> _AIM OF THE EXERCISE_: Will you give every entry again exactly as it stands?

> _SOURCE DATA_:
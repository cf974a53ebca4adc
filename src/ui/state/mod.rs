// SPDX-License-Identifier: MPL-2.0
//! Motion and interaction state machines.
//!
//! Each machine owns one animated concern and is advanced from the update
//! loop, so every piece can be driven and tested without a running window.

pub mod debounce;
pub mod parallax;
pub mod reveal;
pub mod ripple;
pub mod scroll_progress;
pub mod smooth_scroll;
pub mod tilt;

// Re-export commonly used types for convenience
pub use debounce::Debouncer;
pub use parallax::ParallaxField;
pub use reveal::RevealTracker;
pub use ripple::Ripple;
pub use smooth_scroll::SmoothScroll;
pub use tilt::TiltState;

> _YOUR SOLUTION_:
repository cf974a53ebca4adc
filename src/ui/state/mod.rs
// SPDX-License-Identifier: MPL-2.0
//! Motion and interaction state machines.
//!
//! Each machine owns one animated concern and is advanced from the update
//! loop, so every piece can be driven and tested without a running window.

pub mod debounce;
pub mod parallax;
pub mod reveal;
pub mod ripple;
pub mod scroll_progress;
pub mod smooth_scroll;
pub mod tilt;

// Re-export commonly used types for convenience
pub use debounce::Debouncer;
pub use parallax::ParallaxField;
pub use reveal::RevealTracker;
pub use ripple::Ripple;
pub use smooth_scroll::SmoothScroll;
pub use tilt::TiltState;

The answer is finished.